Cosmetic Easing In Gaza Keeps Hope On The ’Banned’ List

Gaza Blockade (Palestine Monitor)

Palestine Monitor, 8 July 2010
As world leaders and mainstream news outlets sing the praises of Israel’s June 17 decision to ease its stranglehold blockade of the Gaza Strip, there is little prospect of change for Palestinians living under siege. Previously banned consumer items such as toys, newspapers, spices, and instant coffee are now passing through two of Gaza’s land border crossings, but the seaports remain tightly closed, all exports are still prohibited, and there is no sign of much-needed construction material. Written by Michael Carpenter.

Gaza Blockade (Michael Carpenter)

Gaza Blockade (Palestine Monitor)

Nevertheless, after Tuesday’s top-level meeting between United States and Israel, President Obama commended Prime Minister Netanyahu on the Gaza decision, claiming “We’ve seen real progress on the ground [and] it has moved more quickly and more effectively than many people anticipated.”

Similarly, former UK Prime Minister Tony Blair, the Quartet’s special envoy to the Middle East, trumpeted the move as “a significant milestone” and predicted a “dramatic influence on the daily lives of the people of Gaza.”

The world press has echoed this tone, some hailing the cosmetic changes as a major U-turn in Israeli policy on Gaza.

Not surprisingly, Gaza residents and those working on their behalf inside the open-air prison have a less enthusiastic view. Gamal Al-Khodari, leader of the Popular Committee for Confronting the Siege on Gaza, has described Israel’s decision to modify the embargo as “cheap publicity to dodge demands for ending the blockade.”

Adnan Abu Hassna, UNRWA spokesman in Gaza, described the changes as window dressing. “Ketchup and mayonnaise will not have any real effect,” he said.

Nevertheless, he was careful to measure his words. “Of course, we welcome any step that leads toward an end to the blockade, but we need action, not only talking. We need to see policy implemented, to see material, cement and iron, and not in small amounts.”

According to Israel’s modified embargo, construction material will soon be allowed into the Gaza strip, but only for building projects approved by the Palestinian Authority from the West Bank and conducted under international observation.

This does not encourage Abu Hassna. “We don’t know when the steps of the new policy will be taken. We need to know what the mechanisms and procedures will be, and we hope that it will be soon. To improve the situation, we need thousands of tons of cement and steel. We are in serious need right now of rebuilding ten medical clinics and 100 schools. Based on past experience, if we have to go slowly, truck by truck, it will take one hundred years to rebuild Gaza.”

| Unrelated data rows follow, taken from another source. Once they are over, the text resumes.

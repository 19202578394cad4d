//! A runner for reference test-suite scripts.
//!
//! Directives are evaluated sequentially: `module` decodes, validates and
//! links a module, `register` makes an instance importable by later
//! modules, `invoke` calls exports, and the `assert_*` directives check
//! results, traps, malformedness and invalidity. The textual front-end is
//! the `wast` crate; module sources are encoded to binary and fed through
//! the regular decoder.

use std::collections::HashMap;

use anyhow::{bail, Context as _, Result};
use weft::{Concrete, ExternModule, Linker, Store};
use weft_core::{FuncType, Val, ValType, F32, F64};
use wast::{
    core::{AbstractHeapType, HeapType, NanPattern, WastArgCore, WastRetCore},
    lexer::Lexer,
    parser::ParseBuffer,
    token::Id,
    QuoteWat,
    WastArg,
    WastDirective,
    WastExecute,
    WastRet,
    Wat,
};

/// The context of a single script run.
pub struct WastRunner {
    /// Resolves imports of later modules against registered instances.
    linker: Linker,
    /// Owns every instance the script creates.
    store: Store<Concrete>,
    /// Instances by `$id`.
    instances: HashMap<String, u32>,
    /// The most recently instantiated module.
    current: Option<u32>,
    /// Results of the last invocation.
    results: Vec<Val>,
}

impl Default for WastRunner {
    fn default() -> Self {
        Self::new()
    }
}

impl WastRunner {
    /// A fresh runner with the `spectest` host module registered.
    pub fn new() -> Self {
        let mut store = Store::new(Concrete);
        let mut linker = Linker::new();
        register_spectest(&mut linker, &mut store);
        Self {
            linker,
            store,
            instances: HashMap::new(),
            current: None,
            results: Vec::new(),
        }
    }

    /// Runs every directive of the given `.wast` source.
    pub fn run_script(&mut self, filename: &str, source: &str) -> Result<()> {
        let enhance = |mut err: wast::Error| {
            err.set_path(filename.as_ref());
            err.set_text(source);
            err
        };
        let mut lexer = Lexer::new(source);
        lexer.allow_confusing_unicode(true);
        let buffer = ParseBuffer::new_with_lexer(lexer).map_err(enhance)?;
        let directives = wast::parser::parse::<wast::Wast>(&buffer)
            .map_err(enhance)?
            .directives;
        for directive in directives {
            let span = directive.span();
            self.directive(directive).with_context(|| {
                let (line, col) = span.linecol_in(source);
                format!("failed directive at {}:{}:{}", filename, line + 1, col + 1)
            })?;
        }
        Ok(())
    }

    fn directive(&mut self, directive: WastDirective) -> Result<()> {
        match directive {
            WastDirective::Module(module) => {
                let (name, bytes) = encode(module)?;
                self.instantiate(name, &bytes)?;
            }
            WastDirective::Register { name, module, .. } => {
                let instance = self.instance_of(module)?;
                self.linker.register(name, instance);
            }
            WastDirective::Invoke(invoke) => {
                self.invoke(invoke)?;
            }
            WastDirective::AssertMalformed {
                module: module @ QuoteWat::Wat(Wat::Module(_)),
                message,
                ..
            } => {
                let (_, bytes) = encode(module)?;
                match weft::load(&bytes) {
                    Ok(_) => bail!("module decoded but should be malformed: {message}"),
                    Err(error) => log::debug!("malformed as expected: {error}"),
                }
            }
            // Quoted modules fail in the text parser itself; nothing for
            // the binary pipeline to check.
            WastDirective::AssertMalformed { .. } => {}
            WastDirective::AssertInvalid {
                module, message, ..
            } => {
                let (_, bytes) = encode(module)?;
                match weft::load(&bytes) {
                    Ok(_) => bail!("module validated but should be invalid: {message}"),
                    Err(error) => log::debug!("invalid as expected: {error}"),
                }
            }
            WastDirective::AssertUnlinkable {
                module: Wat::Module(module),
                message,
                ..
            } => {
                let (name, bytes) = encode(QuoteWat::Wat(Wat::Module(module)))?;
                let module = weft::load(&bytes)?;
                if self
                    .linker
                    .instantiate(&mut self.store, &module)
                    .inspect(|instance| {
                        if let Some(name) = name {
                            self.instances.insert(name, *instance);
                        }
                    })
                    .is_ok()
                {
                    bail!("module linked but should be unlinkable: {message}")
                }
            }
            WastDirective::AssertUnlinkable { .. } => {
                bail!("unsupported assert_unlinkable form")
            }
            WastDirective::AssertTrap { exec, message, .. } => match self.execute(exec) {
                Ok(()) => bail!(
                    "expected a trap with message '{message}' but got: {:?}",
                    self.results
                ),
                Err(error) => check_trap(&error, message)?,
            },
            WastDirective::AssertReturn { exec, results, .. } => {
                self.execute(exec)?;
                self.check_results(&results)?;
            }
            WastDirective::AssertExhaustion { call, message, .. } => match self.invoke(call) {
                Ok(()) => bail!(
                    "expected exhaustion '{message}' but got: {:?}",
                    self.results
                ),
                Err(error) => check_trap(&error, message)?,
            },
            unsupported => bail!("unsupported Wast directive: {unsupported:?}"),
        }
        Ok(())
    }

    fn instantiate(&mut self, name: Option<String>, bytes: &[u8]) -> Result<u32> {
        let module = weft::load(bytes)?;
        let instance = self.linker.instantiate(&mut self.store, &module)?;
        if let Some(name) = name {
            self.instances.insert(name, instance);
        }
        self.current = Some(instance);
        Ok(instance)
    }

    fn instance_of(&self, id: Option<Id>) -> Result<u32> {
        match id {
            Some(id) => self
                .instances
                .get(id.name())
                .copied()
                .with_context(|| format!("unknown module ${}", id.name())),
            None => self.current.context("no module has been instantiated"),
        }
    }

    fn execute(&mut self, exec: WastExecute) -> Result<()> {
        self.results.clear();
        match exec {
            WastExecute::Invoke(invoke) => self.invoke(invoke),
            WastExecute::Wat(Wat::Module(module)) => {
                let (name, bytes) = encode(QuoteWat::Wat(Wat::Module(module)))?;
                self.instantiate(name, &bytes)?;
                Ok(())
            }
            WastExecute::Get { module, global, .. } => {
                let instance = self.instance_of(module)?;
                let value = self.get_global(instance, global)?;
                self.results.push(value);
                Ok(())
            }
            _ => bail!("unsupported execution directive"),
        }
    }

    fn invoke(&mut self, invoke: wast::WastInvoke) -> Result<()> {
        let instance = self.instance_of(invoke.module)?;
        let mut args = Vec::with_capacity(invoke.args.len());
        for arg in &invoke.args {
            args.push(arg_value(arg)?);
        }
        self.results = weft::invoke(&mut self.store, instance, invoke.name, &args)?;
        Ok(())
    }

    fn get_global(&self, instance: u32, name: &str) -> Result<Val> {
        match self.store.export(instance, name) {
            Some(weft::ExternVal::Global(handle)) => {
                Ok(self.store.globals[handle as usize].value)
            }
            _ => bail!("missing global export {name}"),
        }
    }

    fn check_results(&self, expected: &[WastRet]) -> Result<()> {
        anyhow::ensure!(
            self.results.len() == expected.len(),
            "expected {} results but got {}",
            expected.len(),
            self.results.len(),
        );
        for (result, expected) in self.results.iter().zip(expected) {
            let WastRet::Core(expected) = expected else {
                bail!("unsupported Wast result: {expected:?}")
            };
            check_result(result, expected)?;
        }
        Ok(())
    }
}

fn encode(mut module: QuoteWat<'_>) -> Result<(Option<String>, Vec<u8>)> {
    let name = module.name().map(|id| id.name().to_string());
    let bytes = module.encode()?;
    Ok((name, bytes))
}

fn arg_value(arg: &WastArg) -> Result<Val> {
    let WastArg::Core(arg) = arg else {
        bail!("unsupported Wast argument: {arg:?}")
    };
    Ok(match arg {
        WastArgCore::I32(v) => Val::I32(*v),
        WastArgCore::I64(v) => Val::I64(*v),
        WastArgCore::F32(v) => Val::F32(F32::from_bits(v.bits)),
        WastArgCore::F64(v) => Val::F64(F64::from_bits(v.bits)),
        WastArgCore::RefNull(HeapType::Abstract {
            ty: AbstractHeapType::Func,
            ..
        }) => Val::FuncRef(None),
        WastArgCore::RefNull(HeapType::Abstract {
            ty: AbstractHeapType::Extern,
            ..
        }) => Val::ExternRef(None),
        WastArgCore::RefExtern(v) => Val::ExternRef(Some(*v)),
        _ => bail!("unsupported WastArgCore argument: {arg:?}"),
    })
}

fn check_result(result: &Val, expected: &WastRetCore) -> Result<()> {
    let matched = match (result, expected) {
        (Val::I32(result), WastRetCore::I32(expected)) => result == expected,
        (Val::I64(result), WastRetCore::I64(expected)) => result == expected,
        (Val::F32(result), WastRetCore::F32(expected)) => f32_matches(result, expected),
        (Val::F64(result), WastRetCore::F64(expected)) => f64_matches(result, expected),
        (
            Val::FuncRef(result),
            WastRetCore::RefNull(Some(HeapType::Abstract {
                ty: AbstractHeapType::Func,
                ..
            })),
        ) => result.is_none(),
        (
            Val::ExternRef(result),
            WastRetCore::RefNull(Some(HeapType::Abstract {
                ty: AbstractHeapType::Extern,
                ..
            })),
        ) => result.is_none(),
        (Val::FuncRef(result), WastRetCore::RefFunc(None)) => result.is_some(),
        (Val::ExternRef(result), WastRetCore::RefExtern(Some(expected))) => {
            *result == Some(*expected)
        }
        (Val::ExternRef(result), WastRetCore::RefExtern(None)) => result.is_none(),
        _ => false,
    };
    if !matched {
        bail!("expected {expected:?} but found {result:?}")
    }
    Ok(())
}

/// Canonical NaNs have all exponent bits and only the payload MSB set;
/// arithmetic NaNs additionally allow lower payload bits.
fn f32_matches(actual: &F32, expected: &NanPattern<wast::token::F32>) -> bool {
    let bits = actual.to_bits();
    match expected {
        NanPattern::CanonicalNan => (bits & 0x7fff_ffff) == 0x7fc0_0000,
        NanPattern::ArithmeticNan => {
            (bits & 0x7f80_0000) == 0x7f80_0000 && (bits & 0x0040_0000) == 0x0040_0000
        }
        NanPattern::Value(expected) => bits == expected.bits,
    }
}

fn f64_matches(actual: &F64, expected: &NanPattern<wast::token::F64>) -> bool {
    let bits = actual.to_bits();
    match expected {
        NanPattern::CanonicalNan => (bits & 0x7fff_ffff_ffff_ffff) == 0x7ff8_0000_0000_0000,
        NanPattern::ArithmeticNan => {
            (bits & 0x7ff0_0000_0000_0000) == 0x7ff0_0000_0000_0000
                && (bits & 0x0008_0000_0000_0000) == 0x0008_0000_0000_0000
        }
        NanPattern::Value(expected) => bits == expected.bits,
    }
}

fn check_trap(error: &anyhow::Error, message: &str) -> Result<()> {
    let rendered = match error.downcast_ref::<weft::Error>() {
        Some(error) => error.to_string(),
        None => bail!("expected a trap with message '{message}' but got: {error}"),
    };
    if !rendered.contains(message) && !message.contains(&rendered) {
        bail!("trapped with '{rendered}' but expected '{message}'")
    }
    Ok(())
}

/// The `spectest` host module the reference suite imports from.
fn register_spectest(linker: &mut Linker, store: &mut Store<Concrete>) {
    use weft::ast::{GlobalType, Limits, MemType, TableType};
    use weft_core::RefType;

    let print = |name: &'static str, params: &[ValType]| {
        (
            name,
            FuncType::new(params.to_vec(), []),
            move |_alg: &mut Concrete,
                  _ctx: &mut weft::store::HostCtx<'_, Concrete>,
                  args: &[Val]| {
                println!("print: {args:?}");
                Ok(None)
            },
        )
    };

    let mut module = ExternModule::new();
    for (name, ty, func) in [
        print("print", &[]),
        print("print_i32", &[ValType::I32]),
        print("print_i64", &[ValType::I64]),
        print("print_f32", &[ValType::F32]),
        print("print_f64", &[ValType::F64]),
        print("print_i32_f32", &[ValType::I32, ValType::F32]),
        print("print_f64_f64", &[ValType::F64, ValType::F64]),
    ] {
        module = module.func(name, ty, func);
    }
    let module = module
        .global(
            "global_i32",
            GlobalType {
                ty: ValType::I32,
                mutable: false,
            },
            Val::I32(666),
        )
        .global(
            "global_i64",
            GlobalType {
                ty: ValType::I64,
                mutable: false,
            },
            Val::I64(666),
        )
        .global(
            "global_f32",
            GlobalType {
                ty: ValType::F32,
                mutable: false,
            },
            Val::F32(F32::from_bits(0x4426_a666)),
        )
        .global(
            "global_f64",
            GlobalType {
                ty: ValType::F64,
                mutable: false,
            },
            Val::F64(F64::from_bits(0x4084_d4cc_cccc_cccd)),
        )
        .table(
            "table",
            TableType {
                limits: Limits {
                    min: 10,
                    max: Some(20),
                },
                elem: RefType::Func,
            },
        )
        .memory(
            "memory",
            MemType {
                limits: Limits {
                    min: 1,
                    max: Some(2),
                },
            },
        );
    linker.define_module(store, "spectest", module);
}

“We have money,” he says, “but the problem is we cannot build. The people of Gaza need jobs. They need to not depend on UNRWA. Right now 80% of Gazans depend on humanitarian organisations for food.” The Gaza blockade has been in place for over three years, since Hamas took control of the strip in 2007. Israel’s decision to modify the embargo follows increased international pressure, especially in the wake of last month’s deadly raid on the aid convoy, the Freedom Flotilla. The face-saving gesture was also timed to precede Netanyahu’s highly anticipated visit to Washington and comes against the backdrop of an aggressive settlement policy in occupied East Jerusalem.

Small quantities of consumer goods and an uncertain commitment to allow construction materials will not have a significant impact on the people of Gaza.

Amal Sabawi, director of American Friends Service Committee in Gaza, says the blockade must go. “There should be pressure on Israel to end the siege, not to have this agreement to allow some things. The people should live in dignity. They should have a normal life, the right to mobility and travel.”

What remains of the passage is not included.